## Exercise requirements
Lift out all lines below that contain "FortuneLevel".
======== Record set
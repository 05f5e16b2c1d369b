use crate::info;
use chrono::{DateTime, Local, NaiveTime, TimeZone};
use std::collections::HashMap;
use std::future::Future;
use std::sync::Mutex;
use std::sync::atomic::{AtomicU64, Ordering};
use std::time::Duration;
use tokio::task::AbortHandle;

/// 全局定时任务管理器
pub struct Scheduler {
    tasks: Mutex<HashMap<u64, AbortHandle>>,
    next_id: AtomicU64,
}

impl Default for Scheduler {
    fn default() -> Self {
        Self::new()
    }
}

impl Scheduler {
    pub fn new() -> Self {
        Self {
            tasks: Mutex::new(HashMap::new()),
            next_id: AtomicU64::new(1),
        }
    }

    /// 添加一个灵活调度任务
    ///
    /// `next_run_calculator` 接收当前时间，返回下一次执行时间，返回 None 时任务停止。
    pub fn add_schedule<C, F, Fut>(&self, mut next_run_calculator: C, mut task_gen: F) -> u64
    where
        C: FnMut(DateTime<Local>) -> Option<DateTime<Local>> + Send + 'static,
        F: FnMut() -> Fut + Send + 'static,
        Fut: Future<Output = ()> + Send + 'static,
    {
        let id = self.next_id.fetch_add(1, Ordering::SeqCst);

        let mut next_time = next_run_calculator(Local::now());

        let handle = tokio::spawn(async move {
            while let Some(target_time) = next_time {
                let now = Local::now();

                if target_time > now {
                    let duration = (target_time - now)
                        .to_std()
                        .unwrap_or(Duration::from_millis(0));
                    tokio::time::sleep(duration).await;
                }

                task_gen().await;

                next_time = next_run_calculator(Local::now());
            }
        });

        if let Ok(mut tasks) = self.tasks.lock() {
            tasks.insert(id, handle.abort_handle());
        }
        id
    }

    /// 每天特定时间执行
    pub fn add_daily_at<F, Fut>(&self, at: NaiveTime, task_gen: F) -> u64
    where
        F: FnMut() -> Fut + Send + 'static,
        Fut: Future<Output = ()> + Send + 'static,
    {
        self.add_schedule(move |now| next_daily_run(now, at), task_gen)
    }

    pub fn remove(&self, id: u64) {
        if let Ok(mut tasks) = self.tasks.lock()
            && let Some(handle) = tasks.remove(&id)
        {
            handle.abort();
        }
    }

    pub fn len(&self) -> usize {
        self.tasks.lock().map(|t| t.len()).unwrap_or(0)
    }

    pub fn is_empty(&self) -> bool {
        self.len() == 0
    }

    pub fn shutdown(&self) {
        info!(target: "Scheduler", "正在清理定时任务...");
        if let Ok(mut tasks) = self.tasks.lock() {
            for (_, handle) in tasks.drain() {
                handle.abort();
            }
        }
    }
}

/// 计算 `at` 的下一次出现时间：今天还没到就是今天，否则顺延到明天
pub fn next_daily_run(now: DateTime<Local>, at: NaiveTime) -> Option<DateTime<Local>> {
    let today = now.date_naive();
    if let Some(target) = Local.from_local_datetime(&today.and_time(at)).single()
        && target > now
    {
        return Some(target);
    }

    // 今天已经过了，或者是无效时间（如夏令时跳变），定在明天
    let tomorrow = today.succ_opt()?;
    Local.from_local_datetime(&tomorrow.and_time(at)).single()
}

/// 解析 "HH:MM" 或 "HH:MM:SS"
pub fn parse_daily_time(raw: &str) -> Option<NaiveTime> {
    let raw = raw.trim();
    NaiveTime::parse_from_str(raw, "%H:%M:%S")
        .or_else(|_| NaiveTime::parse_from_str(raw, "%H:%M"))
        .ok()
}

#[cfg(test)]
mod tests {
    use super::*;
    use chrono::Timelike;

    #[test]
    fn parses_short_and_long_times() {
        assert_eq!(parse_daily_time("23:00"), NaiveTime::from_hms_opt(23, 0, 0));
        assert_eq!(parse_daily_time(" 07:30:15 "), NaiveTime::from_hms_opt(7, 30, 15));
        assert_eq!(parse_daily_time("25:00"), None);
        assert_eq!(parse_daily_time("soon"), None);
    }

    #[test]
    fn next_run_rolls_to_tomorrow_once_passed() {
        let at = NaiveTime::from_hms_opt(12, 0, 0).unwrap();

        let morning = Local.with_ymd_and_hms(2025, 3, 10, 9, 0, 0).unwrap();
        let next = next_daily_run(morning, at).unwrap();
        assert_eq!(next.date_naive(), morning.date_naive());
        assert_eq!(next.hour(), 12);

        let evening = Local.with_ymd_and_hms(2025, 3, 10, 18, 0, 0).unwrap();
        let next = next_daily_run(evening, at).unwrap();
        assert_eq!(next.date_naive(), evening.date_naive().succ_opt().unwrap());
    }

    #[tokio::test]
    async fn removed_tasks_are_forgotten() {
        let scheduler = Scheduler::new();
        let at = NaiveTime::from_hms_opt(3, 0, 0).unwrap();
        let id = scheduler.add_daily_at(at, || async {});
        assert_eq!(scheduler.len(), 1);

        scheduler.remove(id);
        assert!(scheduler.is_empty());
    }
}
use std::sync::{Arc, RwLock};
use xingchen::adapters::find_adapter;
use xingchen::config::AppConfig;
use xingchen::event::{BotStatus, Context, EventType};
use xingchen::matcher::Matcher;
use xingchen::scheduler::Scheduler;
use xingchen::{error, info, plugins, warn};

const CONFIG_PATH: &str = "config.toml";

#[tokio::main]
async fn main() -> Result<(), Box<dyn std::error::Error + Send + Sync>> {
    let mut config = AppConfig::load_or_create(CONFIG_PATH).await?;

    // 新增插件的默认配置写回文件
    if config.fill_plugin_defaults(plugins::default_configs()) {
        config.save(CONFIG_PATH).await?;
        info!(target: "System", "已补全插件默认配置 -> {}", CONFIG_PATH);
    }

    let bots = config.bots.clone();
    let config = Arc::new(RwLock::new(config));
    let scheduler = Arc::new(Scheduler::new());

    let init_ctx = Context {
        event: EventType::Init,
        config: config.clone(),
        scheduler: scheduler.clone(),
        matcher: Arc::new(Matcher::new()),
        bot: BotStatus::default(),
    };
    plugins::do_init(init_ctx).await?;

    let mut started = 0;
    for bot in bots.into_iter().filter(|b| b.enabled) {
        match find_adapter(&bot.protocol) {
            Some(adapter) => {
                tokio::spawn((adapter.handler)(bot, config.clone(), scheduler.clone()));
                started += 1;
            }
            None => warn!(target: "System", "未知的协议: {}", bot.protocol),
        }
    }

    if started == 0 {
        error!(target: "System", "没有启用任何 Bot，请检查 {}", CONFIG_PATH);
        return Ok(());
    }

    tokio::signal::ctrl_c().await?;
    info!(target: "System", "正在退出...");
    scheduler.shutdown();
    Ok(())
}
use std::path::PathBuf;

/// 权限来源
pub trait PermissionSource: Send + Sync {
    /// 是否为特权用户 (ROOT / 超级用户 / 管理用户)
    fn is_privileged(&self, user_id: &str) -> bool;

    /// 是否为 ROOT 用户
    fn is_root(&self, user_id: &str) -> bool;
}

/// 配置中的 ROOT 列表 + 工作目录下的两个用户列表文件
///
/// 每次调用都重新读取文件，任何读取失败都按无权限处理。
#[derive(Debug, Clone)]
pub struct FilePermissions {
    pub root_users: Vec<String>,
    pub super_user_file: PathBuf,
    pub manage_user_file: PathBuf,
}

impl FilePermissions {
    pub fn new(root_users: Vec<String>) -> Self {
        Self {
            root_users,
            super_user_file: PathBuf::from("Super_User.ini"),
            manage_user_file: PathBuf::from("Manage_User.ini"),
        }
    }

    fn listed_in(path: &PathBuf, user_id: &str) -> std::io::Result<bool> {
        let content = std::fs::read_to_string(path)?;
        Ok(content.lines().any(|line| line.trim() == user_id))
    }
}

impl PermissionSource for FilePermissions {
    fn is_privileged(&self, user_id: &str) -> bool {
        if self.is_root(user_id) {
            return true;
        }
        // 按顺序读取，任一文件读取失败即拒绝
        let check = || -> std::io::Result<bool> {
            Ok(Self::listed_in(&self.super_user_file, user_id)?
                || Self::listed_in(&self.manage_user_file, user_id)?)
        };
        check().unwrap_or(false)
    }

    fn is_root(&self, user_id: &str) -> bool {
        self.root_users.iter().any(|u| u == user_id)
    }
}
use crate::adapters::onebot::{LockedWriter, send_msg};
use crate::config::build_config;
use crate::event::Context;
use crate::message::Message;
use crate::plugins::PluginError;
use chrono::{Local, NaiveDate};
use futures_util::future::BoxFuture;
use rand::Rng;
use rand::seq::IndexedRandom;
use serde::{Deserialize, Serialize};
use std::collections::HashMap;
use std::sync::{Mutex, OnceLock};
use toml::Value;

pub const HELP: &str = "今日运势 —> 查看你今日的运势信息";

const TRIGGER: &str = "今日运势";
const FORTUNE_IMAGE: &str = "https://pic.mcxclr.top";
const FOOTER: &str = "仅供娱乐｜相信科学｜请勿迷信";
const FORTUNE_JSON: &str = include_str!("../../res/fortune_data.json");

#[derive(Serialize)]
struct FortuneConfig {
    enabled: bool,
}

pub fn default_config() -> Value {
    build_config(FortuneConfig { enabled: true })
}

#[derive(Debug, Deserialize)]
struct FortuneLevel {
    title: String,
    texts: Vec<String>,
}

/// 运势表 ("0".."8") 与当日抽签缓存
struct FortuneBook {
    levels: HashMap<String, FortuneLevel>,
    drawn: Mutex<HashMap<(i64, NaiveDate), (String, String)>>,
}

impl FortuneBook {
    fn parse(json: &str) -> Result<Self, serde_json::Error> {
        Ok(Self {
            levels: serde_json::from_str(json)?,
            drawn: Mutex::new(HashMap::new()),
        })
    }

    /// 同一用户同一天总是得到同一签
    fn draw<R: Rng>(&self, user_id: i64, date: NaiveDate, rng: &mut R) -> Option<(String, String)> {
        let mut drawn = self.drawn.lock().ok()?;
        if let Some(hit) = drawn.get(&(user_id, date)) {
            return Some(hit.clone());
        }

        // 跨天后旧缓存无用
        drawn.retain(|(_, d), _| *d == date);

        let key = rng.random_range(0..=8).to_string();
        let level = self.levels.get(&key)?;
        let text = level.texts.choose(rng)?;
        let entry = (level.title.clone(), text.clone());
        drawn.insert((user_id, date), entry.clone());
        Some(entry)
    }
}

static BOOK: OnceLock<Option<FortuneBook>> = OnceLock::new();

fn book() -> Option<&'static FortuneBook> {
    BOOK.get_or_init(|| FortuneBook::parse(FORTUNE_JSON).ok())
        .as_ref()
}

fn format_fortune(title: &str, text: &str) -> String {
    format!("【运势等级】: {}\n【签文】: {}", title, text)
}

pub fn handle(
    ctx: Context,
    writer: LockedWriter,
) -> BoxFuture<'static, Result<Option<Context>, PluginError>> {
    Box::pin(async move {
        let Some(msg) = ctx.as_message() else {
            return Ok(Some(ctx));
        };
        if msg.text().trim() != TRIGGER {
            return Ok(Some(ctx));
        }

        let group_id = msg.group_id();
        let user_id = msg.user_id();

        if user_id == 0 {
            send_msg(&ctx, writer, group_id, None, "获取用户ID失败，无法查询运势。").await?;
            return Ok(None);
        }

        let book = book().ok_or("运势数据解析失败")?;
        let (title, text) = book
            .draw(user_id, Local::now().date_naive(), &mut rand::rng())
            .ok_or("运势数据不完整")?;

        let reply = Message::new()
            .at(user_id)
            .text(" 🎲 今日运势：\n")
            .text(format!("{}\n\n", format_fortune(&title, &text)))
            .image(FORTUNE_IMAGE)
            .text(format!("\n{}", FOOTER));

        send_msg(&ctx, writer, group_id, Some(user_id), reply).await?;
        Ok(None)
    })
}
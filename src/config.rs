use serde::{Deserialize, Serialize};
use std::collections::HashMap;
use std::path::Path;
use tokio::fs;
use toml::Value;

pub type ConfigError = Box<dyn std::error::Error + Send + Sync>;

#[derive(Debug, Serialize, Deserialize, Clone)]
pub struct AppConfig {
    // 全局指令前缀（支持多个，如 ["/", "#"]；空字符串表示无前缀）
    #[serde(default = "default_prefix")]
    pub command_prefix: Vec<String>,

    // ROOT 用户列表
    #[serde(default)]
    pub root_users: Vec<String>,

    // Bot 连接配置
    #[serde(default = "default_bots")]
    pub bots: Vec<BotConfig>,

    // 插件配置
    #[serde(flatten)]
    pub plugins: HashMap<String, Value>,
}

impl AppConfig {
    /// 读取配置文件；文件不存在时写出默认配置
    pub async fn load_or_create(path: &str) -> Result<Self, ConfigError> {
        if !Path::new(path).exists() {
            let config = Self::default();
            config.save(path).await?;
            return Ok(config);
        }

        let content = fs::read_to_string(path).await?;
        let config: Self = toml::from_str(&content)?;
        Ok(config)
    }

    pub async fn save(&self, path: &str) -> Result<(), ConfigError> {
        let toml_string = toml::to_string_pretty(self)?;
        fs::write(path, toml_string).await?;
        Ok(())
    }

    /// 主前缀，用于拼接帮助文本
    pub fn primary_prefix(&self) -> &str {
        self.command_prefix.first().map(String::as_str).unwrap_or("")
    }

    /// 为缺失的插件补全默认配置，返回是否有改动
    pub fn fill_plugin_defaults<'a, I>(&mut self, defaults: I) -> bool
    where
        I: IntoIterator<Item = (&'a str, Value)>,
    {
        let mut changed = false;
        for (name, value) in defaults {
            if !self.plugins.contains_key(name) {
                self.plugins.insert(name.to_string(), value);
                changed = true;
            }
        }
        changed
    }
}

fn default_prefix() -> Vec<String> {
    vec!["/".to_string()]
}

fn default_bots() -> Vec<BotConfig> {
    vec![
        BotConfig {
            enabled: true,
            protocol: "console".to_string(),
            url: None,
            access_token: None,
        },
        // 默认禁用以防误连
        BotConfig {
            enabled: false,
            protocol: "onebot".to_string(),
            url: Some("ws://127.0.0.1:3001".to_string()),
            access_token: Some("YOUR_TOKEN_HERE".to_string()),
        },
    ]
}

#[derive(Debug, Serialize, Deserialize, Clone)]
pub struct BotConfig {
    #[serde(default = "default_true")]
    pub enabled: bool,

    // 协议类型 ("onebot" / "console")
    #[serde(default = "default_protocol")]
    pub protocol: String,

    #[serde(skip_serializing_if = "Option::is_none")]
    pub url: Option<String>,

    #[serde(skip_serializing_if = "Option::is_none")]
    pub access_token: Option<String>,
}

fn default_true() -> bool {
    true
}

fn default_protocol() -> String {
    "onebot".to_string()
}

impl Default for AppConfig {
    fn default() -> Self {
        Self {
            command_prefix: default_prefix(),
            root_users: Vec::new(),
            bots: default_bots(),
            plugins: HashMap::new(),
        }
    }
}

/// 辅助函数：构建默认配置 Value，并确保包含 enabled 字段
pub fn build_config<T: Serialize>(data: T) -> Value {
    let mut val = Value::try_from(data).unwrap_or(Value::Table(Default::default()));
    if let Value::Table(ref mut map) = val
        && !map.contains_key("enabled")
    {
        map.insert("enabled".to_string(), Value::Boolean(true));
    }
    val
}
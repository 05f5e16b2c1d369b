use crate::adapters::onebot::{LockedWriter, api, send_msg};
use crate::command::{CommandMatch, match_command};
use crate::config::build_config;
use crate::event::{Context, Segment};
use crate::permission::{FilePermissions, PermissionSource};
use crate::plugins::PluginError;
use crate::{info, warn};
use futures_util::future::BoxFuture;
use regex::Regex;
use serde::Serialize;
use std::sync::OnceLock;
use toml::Value;

pub const HELP: &str = "{prefix}群管设置 添加@QQ / {prefix}群管设置 删除@QQ —> 仅 ROOT 用户可使用";

const COMMAND: &str = "群管设置";
const ADD_WORDS: [&str; 3] = ["添加", "add", "加入"];
const REMOVE_WORDS: [&str; 3] = ["删除", "移除", "remove"];

#[derive(Serialize)]
struct GroupAdminConfig {
    enabled: bool,
}

pub fn default_config() -> Value {
    build_config(GroupAdminConfig { enabled: true })
}

#[derive(Debug, PartialEq, Eq)]
enum AdminAction {
    Help,
    NoTarget,
    Apply { target: i64, enable: bool },
}

fn qq_regex() -> &'static Regex {
    static RE: OnceLock<Regex> = OnceLock::new();
    RE.get_or_init(|| Regex::new(r"@?(\d{5,15})").expect("Invalid Regex"))
}

/// 目标优先取参数中的 @，其次取文本中的 QQ 号，最后取指令前的 @
fn find_target(m: &CommandMatch, payload: &str) -> Option<i64> {
    let from_args = m.args.iter().find_map(|seg| match seg {
        Segment::At(qq) => qq.parse().ok(),
        _ => None,
    });
    from_args
        .or_else(|| {
            qq_regex()
                .captures(payload)
                .and_then(|c| c.get(1))
                .and_then(|g| g.as_str().parse().ok())
        })
        .or_else(|| m.at_ids.iter().find_map(|qq| qq.parse().ok()))
}

fn help_text(prefix: &str) -> String {
    HELP.replace("{prefix}", prefix)
}

fn parse_action(m: &CommandMatch) -> AdminAction {
    let payload = m.text();
    let enable = if ADD_WORDS.iter().any(|k| payload.starts_with(k)) {
        true
    } else if REMOVE_WORDS.iter().any(|k| payload.starts_with(k)) {
        false
    } else {
        return AdminAction::Help;
    };

    match find_target(m, &payload) {
        Some(target) => AdminAction::Apply { target, enable },
        None => AdminAction::NoTarget,
    }
}

pub fn handle(
    ctx: Context,
    writer: LockedWriter,
) -> BoxFuture<'static, Result<Option<Context>, PluginError>> {
    Box::pin(async move {
        let Some(m) = match_command(&ctx, COMMAND) else {
            return Ok(Some(ctx));
        };
        let Some(msg) = ctx.as_message() else {
            return Ok(Some(ctx));
        };
        let Some(group_id) = msg.group_id() else {
            return Ok(Some(ctx));
        };
        let user_id = msg.user_id();

        let perms = FilePermissions::new(ctx.app_config().root_users);
        if !perms.is_root(&user_id.to_string()) {
            send_msg(&ctx, writer, Some(group_id), None, "权限不足：仅 ROOT 用户可使用。").await?;
            return Ok(None);
        }

        let reply = match parse_action(&m) {
            AdminAction::Help => help_text(ctx.app_config().primary_prefix()),
            AdminAction::NoTarget => "未识别到目标 QQ，请使用 @或直接填写 QQ 号。".to_string(),
            AdminAction::Apply { target, enable } => {
                match api::set_group_admin(&ctx, writer.clone(), group_id, target, enable).await {
                    Ok(()) => {
                        let action_text = if enable { "设置" } else { "取消" };
                        info!(target: "GroupAdmin", "[{}] {} {} 为管理员", group_id, action_text, target);
                        format!("已{} {} 为群管理员。", action_text, target)
                    }
                    Err(e) => {
                        warn!(target: "GroupAdmin", "[{}] set_group_admin 失败: {}", group_id, e);
                        format!("执行失败：{}", e)
                    }
                }
            }
        };

        send_msg(&ctx, writer, Some(group_id), None, reply).await?;
        Ok(None)
    })
}

#[cfg(test)]
mod tests {
    use super::*;
    use crate::command::match_segments;

    fn parse(segments: Vec<Segment>) -> AdminAction {
        let m = match_segments(&["/".to_string()], &segments, COMMAND).unwrap();
        parse_action(&m)
    }

    #[test]
    fn help_uses_configured_prefix() {
        assert_eq!(
            help_text("/"),
            "/群管设置 添加@QQ / /群管设置 删除@QQ —> 仅 ROOT 用户可使用"
        );
        assert!(!help_text("#").contains('-'));
    }

    #[test]
    fn at_segment_is_the_target() {
        let action = parse(vec![
            Segment::Text("/群管设置 添加".to_string()),
            Segment::At("123456789".to_string()),
        ]);
        assert_eq!(
            action,
            AdminAction::Apply {
                target: 123456789,
                enable: true
            }
        );
    }

    #[test]
    fn plain_number_is_the_target() {
        let action = parse(vec![Segment::Text("/群管设置 remove 10001".to_string())]);
        assert_eq!(
            action,
            AdminAction::Apply {
                target: 10001,
                enable: false
            }
        );
    }

    #[test]
    fn unknown_verb_shows_help_and_short_number_is_ignored() {
        assert_eq!(
            parse(vec![Segment::Text("/群管设置".to_string())]),
            AdminAction::Help
        );
        assert_eq!(
            parse(vec![Segment::Text("/群管设置 删除 1234".to_string())]),
            AdminAction::NoTarget
        );
    }
}
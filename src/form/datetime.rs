//! Conversion between the form's display date/time and POSIX timestamps.
//!
//! Display strings are interpreted in the host's local time zone.

use chrono::format::{Item, StrftimeItems};
use chrono::{DateTime, Local, NaiveDateTime, TimeZone};
use std::fmt::Write;

use super::error::FormError;

/// Day/month/year hour:minute
pub const DISPLAY_DATETIME_FORMAT: &str = "%d/%m/%Y %H:%M";

/// Check that chrono understands every specifier in `format`
pub fn is_valid_format(format: &str) -> bool {
    !StrftimeItems::new(format).any(|item| matches!(item, Item::Error))
}

pub fn timestamp_to_display(timestamp: i64, format: &str) -> Result<String, FormError> {
    let utc = DateTime::from_timestamp(timestamp, 0)
        .ok_or(FormError::TimestampOutOfRange(timestamp))?;
    render(&utc.with_timezone(&Local), format)
}

// `to_string()` on a chrono format with bad specifiers panics, `write!` reports it
fn render(moment: &DateTime<Local>, format: &str) -> Result<String, FormError> {
    let mut out = String::new();
    write!(out, "{}", moment.format(format)).map_err(|_| {
        FormError::InvalidConfig(format!("cannot format date/time with '{}'", format))
    })?;
    Ok(out)
}

pub fn display_to_timestamp(input: &str, format: &str) -> Result<i64, FormError> {
    let naive = NaiveDateTime::parse_from_str(input.trim(), format).map_err(|e| {
        FormError::InvalidDatetime {
            input: input.to_string(),
            reason: e.to_string(),
        }
    })?;

    // Ambiguous wall-clock times (DST fold) resolve to the earlier instant
    Local
        .from_local_datetime(&naive)
        .earliest()
        .map(|dt| dt.timestamp())
        .ok_or_else(|| FormError::NonexistentLocalTime(input.to_string()))
}

pub fn now_display(format: &str) -> String {
    render(&Local::now(), format).unwrap_or_else(|e| {
        log::warn!("{}", e);
        String::new()
    })
}

#[cfg(test)]
mod tests {
    use super::*;

    #[test]
    fn test_round_trip_to_the_minute() {
        for ts in [0_i64, 1_293_855_202, 1_536_494_400, 1_600_000_000, 1_700_000_059] {
            let display = timestamp_to_display(ts, DISPLAY_DATETIME_FORMAT).unwrap();
            let parsed = display_to_timestamp(&display, DISPLAY_DATETIME_FORMAT).unwrap();
            assert_eq!(parsed, ts - ts.rem_euclid(60), "round trip of {}", ts);
        }
    }

    #[test]
    fn test_display_matches_local_time() {
        let expected = Local
            .timestamp_opt(1_600_000_000, 0)
            .unwrap()
            .format("%d/%m/%Y %H:%M")
            .to_string();
        assert_eq!(
            timestamp_to_display(1_600_000_000, DISPLAY_DATETIME_FORMAT).unwrap(),
            expected
        );
    }

    #[test]
    fn test_alternate_format() {
        let format = "%Y-%m-%dT%H:%M";
        let display = timestamp_to_display(1_536_494_400, format).unwrap();
        assert_eq!(display.len(), 16);
        assert_eq!(display_to_timestamp(&display, format).unwrap(), 1_536_494_400);
    }

    #[test]
    fn test_malformed_input() {
        let err = display_to_timestamp("31/02/2020 10:00", DISPLAY_DATETIME_FORMAT).unwrap_err();
        assert!(matches!(err, FormError::InvalidDatetime { .. }));

        assert!(display_to_timestamp("", DISPLAY_DATETIME_FORMAT).is_err());
        assert!(display_to_timestamp("yesterday", DISPLAY_DATETIME_FORMAT).is_err());
        // Month-first input is rejected rather than silently swapped
        assert!(display_to_timestamp("12/25/2020 10:00", DISPLAY_DATETIME_FORMAT).is_err());
    }

    #[test]
    fn test_surrounding_whitespace_is_ignored() {
        let display = timestamp_to_display(1_600_000_000, DISPLAY_DATETIME_FORMAT).unwrap();
        let padded = format!("  {} ", display);
        assert_eq!(
            display_to_timestamp(&padded, DISPLAY_DATETIME_FORMAT).unwrap(),
            display_to_timestamp(&display, DISPLAY_DATETIME_FORMAT).unwrap()
        );
    }

    #[test]
    fn test_out_of_range_timestamp() {
        assert_eq!(
            timestamp_to_display(i64::MAX, DISPLAY_DATETIME_FORMAT),
            Err(FormError::TimestampOutOfRange(i64::MAX))
        );
    }

    #[test]
    fn test_format_validation() {
        assert!(is_valid_format(DISPLAY_DATETIME_FORMAT));
        assert!(!is_valid_format("%Q"));
    }

    #[test]
    fn test_bad_format_does_not_panic() {
        assert!(matches!(
            timestamp_to_display(1_600_000_000, "%Q"),
            Err(FormError::InvalidConfig(_))
        ));
        assert_eq!(now_display("%Q"), "");
    }

    #[test]
    fn test_now_display_parses_back() {
        let before = Local::now().timestamp();
        let parsed = display_to_timestamp(&now_display(DISPLAY_DATETIME_FORMAT), DISPLAY_DATETIME_FORMAT).unwrap();
        assert!((before - parsed).abs() <= 120);
    }
}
================
## Response for this exercise
struct FortuneLevel {
    levels: HashMap<String, FortuneLevel>,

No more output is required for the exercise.